MATERIALS AND METHODS

Simultaneous 31-channel EEG and [(18)F]FDG-PET under resting conditions were acquired from 14 patients with depressive episode or mild cognitive impairment (MCI). EEG-vigilance was automatically classified by using the VIGALL algorithm (Vigilance Algorithm Leipzig). A nonparametric voxelwise simple linear regression with vigilance measure as predictor and nFDGu as criterion was performed using the Statistical nonParametric Mapping toolbox.

RESULTS

The main finding was a significant negative correlation between vigilance measure and nFDGu in bilateral frontal and temporal regions, bilateral cingulate gyrus and right thalamus with vigilance-related changes of nFDGu between 17.1 and 44.4%.

DISCUSSION

Simultaneous EEG and [(18)F]FDG-PET under resting conditions revealed that brain regions associated with EEG-vigilance partly overlapped with regions of impaired nFDGu in depression and MCI, as reported by previous studies.
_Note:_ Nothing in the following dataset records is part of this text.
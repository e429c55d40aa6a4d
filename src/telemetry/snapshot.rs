use chrono::{DateTime, Utc};

use crate::config::TrackedTeam;
use crate::models::{BoxScore, GameSnapshot, GameStatus, Odds, ScheduledEvent, ScoreLine};
use crate::resolver::win_probability::{
    as_percentage, normalize_percentage, tracked_perspective, NEUTRAL,
};

/// The tracked team's game on the scoreboard, if any.
pub fn find_tracked_event<'a>(events: &'a [ScheduledEvent], team: &TrackedTeam) -> Option<&'a ScheduledEvent> {
    events.iter().find(|ev| ev.involves(team))
}

/// Home-team win percentage: box-score model first, then the odds feed, then
/// no signal. Upstream fractions are scaled here and nowhere else.
fn home_percentage(box_score: &BoxScore, odds: &Odds) -> f64 {
    box_score
        .home_win_percentage
        .or(odds.home_win_percentage)
        .map(as_percentage)
        .or_else(|| odds.away_win_percentage.map(|away| 100.0 - as_percentage(away)))
        .unwrap_or(NEUTRAL)
}

/// "NE -3.5 • O/U 42.5"; either half may be missing.
fn betting_line(odds: &Odds) -> Option<String> {
    match (&odds.details, odds.over_under) {
        (Some(details), Some(total)) => Some(format!("{} • O/U {}", details, total)),
        (Some(details), None) => Some(details.clone()),
        (None, Some(total)) => Some(format!("O/U {}", total)),
        (None, None) => None,
    }
}

/// Merge one poll cycle's upstream results into a snapshot.
pub fn build_snapshot(
    event: &ScheduledEvent,
    box_score: BoxScore,
    odds: Odds,
    team: &TrackedTeam,
    sensitivity: f64,
    fetched_at: DateTime<Utc>,
) -> GameSnapshot {
    let status = GameStatus::from_upstream_state(&event.state, &event.status_detail);
    let tracked_is_home = event.tracked_is_home(team);

    let pct = tracked_perspective(home_percentage(&box_score, &odds), tracked_is_home);
    let win_probability = normalize_percentage(
        pct,
        event.home.score,
        event.away.score,
        tracked_is_home,
        sensitivity,
    );

    // The box score is fetched after the scoreboard, so its situation is fresher.
    let situation = box_score
        .situation
        .or_else(|| event.situation.clone())
        .unwrap_or_default();

    GameSnapshot {
        game_id: Some(event.id.clone()),
        status,
        is_live: event.state.eq_ignore_ascii_case("in"),
        status_detail: event.status_detail.clone(),
        clock: event.clock.clone(),
        period: event.period,
        score: ScoreLine {
            home: event.home.score,
            away: event.away.score,
            home_abbr: event.home.abbr.clone(),
            away_abbr: event.away.abbr.clone(),
        },
        situation,
        win_probability,
        tracked_is_home,
        drive_time: box_score.drive_time,
        betting_line: betting_line(&odds),
        scoring_plays: box_score.scoring_plays,
        fetched_at,
    }
}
Vigilance-related changes of nFDGu were about the same magnitude as disease-related metabolic changes in patients with affective disorder or memory impairment as reported in previous studies. Therefore, our data suggest that differences in EEG-vigilance might influence alterations of nFDGu in disorders such as depression or MCI. Whether this possible impact of vigilance on nFDGu should be taken into account during the routine diagnostic application of [(18)F]FDG-PET has to be explored in future studies with larger patient groups.